# Fluval Chi 5G New Scape and Filter



## ModusVivendi (Sep 2, 2012)

I've been skimming the planted tank forums for a while now and finally decided to post a bit about my setups. Until this past summer, I only had this one Chi and have since added on 3 other small tanks, 2 at home and one at work. I'll probably add some threads about those tanks as well as they will definitely need some help.

I've had this Fluval Chi for about a year and a half and have really liked its footprint and aesthetics, but the stock filter has lost a few LEDs and could no longer provide adequate light for the one small sword in the tank. 

Substrate is sand from Magens Bay beach in St. Thomas, USVI which my mom bagged up for me during my wedding. Its made an excellent substrate, though I had some hardness issues at first. Levels are more steady now and I think the natural nutrient content is what allowed that first sword to do so well, which still has the largest root structure of all of the plants in my tanks. 

Replaced stock filter with ZooMed 501 canister. Had to cut inflow and outflow pipes to fit.

Added Fluval Mini Lamp 13w

Flora are dwarf hairgrass, elodea and two Petsmart plants that I do not remember the name of, one longer and stringy in the midground and one that looks like miniature swords (help me out). The anacharis is unsightly imho, but I havent decided what to replace it with. 

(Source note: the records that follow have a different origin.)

use crate::ddl::id::EntityId;
use serde::{Deserialize, Serialize};

fn default_true() -> bool {
    true
}

fn default_method() -> String {
    "btree".to_string()
}

/// One entry of an index key: a column name or a verbatim SQL expression.
#[derive(Debug, Clone, PartialEq, Eq, Serialize, Deserialize)]
pub struct IndexColumn {
    pub value: String,
    #[serde(default)]
    pub is_expression: bool,
    #[serde(default = "default_true")]
    pub asc: bool,
    /// `None` keeps the engine default ordering of NULLs.
    #[serde(default, skip_serializing_if = "Option::is_none")]
    pub nulls_first: Option<bool>,
    #[serde(default, skip_serializing_if = "Option::is_none")]
    pub opclass: Option<String>,
}

impl IndexColumn {
    pub fn column(name: impl Into<String>) -> Self {
        Self {
            value: name.into(),
            is_expression: false,
            asc: true,
            nulls_first: None,
            opclass: None,
        }
    }

    pub fn expression(sql: impl Into<String>) -> Self {
        Self {
            is_expression: true,
            ..Self::column(sql)
        }
    }

    pub fn desc(mut self) -> Self {
        self.asc = false;
        self
    }
}

#[derive(Debug, Clone, PartialEq, Eq, Serialize, Deserialize)]
pub struct Index {
    pub schema: String,
    pub table: String,
    /// Introspected indexes may lack a name; normalization derives one.
    #[serde(default)]
    pub name: String,
    pub columns: Vec<IndexColumn>,
    #[serde(default)]
    pub unique: bool,
    #[serde(default = "default_method")]
    pub method: String,
    /// Partial-index predicate.
    #[serde(default, rename = "where", skip_serializing_if = "Option::is_none")]
    pub predicate: Option<String>,
}

impl Index {
    pub fn new(
        schema: impl Into<String>,
        table: impl Into<String>,
        name: impl Into<String>,
        columns: Vec<IndexColumn>,
    ) -> Self {
        Self {
            schema: schema.into(),
            table: table.into(),
            name: name.into(),
            columns,
            unique: false,
            method: default_method(),
            predicate: None,
        }
    }

    pub fn id(&self) -> EntityId {
        EntityId::Index {
            schema: self.schema.clone(),
            name: self.name.clone(),
        }
    }

    pub fn belongs_to(&self, schema: &str, table: &str) -> bool {
        self.schema == schema && self.table == table
    }

    /// Structural equality, ignoring the name.
    pub fn same_definition(&self, other: &Index) -> bool {
        self.columns == other.columns
            && self.unique == other.unique
            && self.method.eq_ignore_ascii_case(&other.method)
            && self.predicate.as_deref().map(str::trim) == other.predicate.as_deref().map(str::trim)
    }
}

Inhabitated by 2 female bettas and a fruit tetra who was in another tank until the rest of his school died. There was a ghost shrimp but I havent seen him in a few days 

Thanks for looking!




























Sent from my Transformer Prime TF201 using Tapatalk 2


----------



## ModusVivendi (Sep 2, 2012)

Here's a better quality close-up:










Sent from my Transformer Prime TF201 using Tapatalk 2


----------



## flutterbug (Jan 8, 2012)

I like it! I was wondering if the stock LEDs were enough for plants on those when I see them at LFS. That is a cool piece of wood you found. I'd like an update on if you found your shrimp, I've been thinking of putting a Beta in my daughter's 5 gallon but I recently put a Fire Shrimp in there. There is moss and wood in there, but it is tiny, not sure how big your Ghost is..


----------



## aceali (Oct 8, 2012)

*Chi*

Hey guys,
I have had my Chi for about a year now and can maybe shed some light on this.
I have about 4 shrimp in the tank now and did have more, but with the open top I did find my shrimp would leave and I found one who died underneath the couch. Since then I've added a lid and have had no problems. Consider it a warning as I've also had fish leave through the open top and have this is not uncommon. Yes- I do change water regularly and get it checked to ensure the quality is good.

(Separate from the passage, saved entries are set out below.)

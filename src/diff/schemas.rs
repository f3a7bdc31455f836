//! Diff schemas: CREATE new, DROP missing, RENAME resolved pairs.
//!
//! `public` and schemas flagged `existing` on either side are never touched.

use crate::ddl::Schema;
use crate::diff::operations::{MigrationStep, SchemaOperation};
use crate::diff::{DiffContext, Phase, rename, resolve_renames};
use crate::resolver::RenameResolver;
use std::collections::BTreeSet;

pub fn diff(ctx: &mut DiffContext<'_>, resolver: &dyn RenameResolver<Schema>) {
    let resolution = {
        let unmanaged: BTreeSet<&str> = ctx
            .state
            .schemas
            .iter()
            .chain(&ctx.to.schemas)
            .filter(|s| !s.is_managed())
            .map(|s| s.name.as_str())
            .collect();
        let managed = |schemas: &[Schema]| -> Vec<Schema> {
            schemas
                .iter()
                .filter(|s| !unmanaged.contains(s.name.as_str()))
                .cloned()
                .collect()
        };
        resolve_renames(
            resolver,
            &managed(&ctx.state.schemas),
            &managed(&ctx.to.schemas),
            |s| s.name.clone(),
        )
    };

    for (old, new) in resolution.matched {
        ctx.plan.push(
            Phase::RenameSchemas,
            MigrationStep::Schema(SchemaOperation::Rename {
                from: old.name.clone(),
                to: new.name.clone(),
            }),
        );
        rename::rename_schema(&mut ctx.state, &old.name, &new.name);
    }

    for created in resolution.unmatched_to {
        ctx.plan.push(
            Phase::CreateSchemas,
            MigrationStep::Schema(SchemaOperation::Create { name: created.name }),
        );
    }

    for dropped in resolution.unmatched_from {
        ctx.plan.push(
            Phase::DropSchemas,
            MigrationStep::Schema(SchemaOperation::Drop { name: dropped.name }),
        );
    }
}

I am looking into replacing the filter to provide a better environment for the fish and like your setup there.


----------



## GMYukonon24s (May 3, 2009)

That's a nice looking tank


----------



## ModusVivendi (Sep 2, 2012)

flutterbug said:


> I like it! I was wondering if the stock LEDs were enough for plants on those when I see them at LFS. That is a cool piece of wood you found. I'd like an update on if you found your shrimp, I've been thinking of putting a Beta in my daughter's 5 gallon but I recently put a Fire Shrimp in there. There is moss and wood in there, but it is tiny, not sure how big your Ghost is..


I did a thorough search for my ghost shrimp but could not find him.

Male bettas, in my experience, do not get along well with any shrimp, but the females seem to get along swimmingly with ghost shrimp. I've kept a group of ghost shrimp alive for almost a year in this tanks previous setup. The stock filter though doesnt allow them to reproduce though. 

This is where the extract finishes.